Stored data entries:

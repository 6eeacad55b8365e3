//! Service layer: the bus facade, the dispatcher and async drain workers.

pub mod bus;
mod dispatcher;
pub mod workers;

pub use bus::EventBus;
pub use workers::{DrainHandle, DrainReport, WorkerReport};
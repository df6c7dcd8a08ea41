use serde::{Deserialize, Serialize};

use super::QueueError;

fn default_user_message() -> bool {
    true
}

/// JSON body of a queued chat message
///
/// `sender_id` is accepted in place of `user_id` for older producers.
#[derive(Debug, Clone, PartialEq, Serialize, Deserialize)]
pub struct QueuePayload {
    pub chat_id: String,
    #[serde(alias = "sender_id")]
    pub user_id: String,
    pub content: String,
    /// `false` marks a system message that is acknowledged without relaying
    #[serde(default = "default_user_message")]
    pub user_message: bool,
}

impl QueuePayload {
    pub fn decode(body: &[u8]) -> Result<Self, QueueError> {
        Ok(serde_json::from_slice(body)?)
    }
}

# [Directions]
Write out the lines above from the one containing "#[derive(Debug, Clone, PartialEq, Serialize, Deserialize)]" through the last, exactly as they are.

# [Response to this exercise]
#[derive(Debug, Clone, PartialEq, Serialize, Deserialize)]
pub struct QueuePayload {
    pub chat_id: String,
    #[serde(alias = "sender_id")]
    pub user_id: String,
    pub content: String,
    /// `false` marks a system message that is acknowledged without relaying
    #[serde(default = "default_user_message")]
    pub user_message: bool,
}

impl QueuePayload {
    pub fn decode(body: &[u8]) -> Result<Self, QueueError> {
        Ok(serde_json::from_slice(body)?)
    }
}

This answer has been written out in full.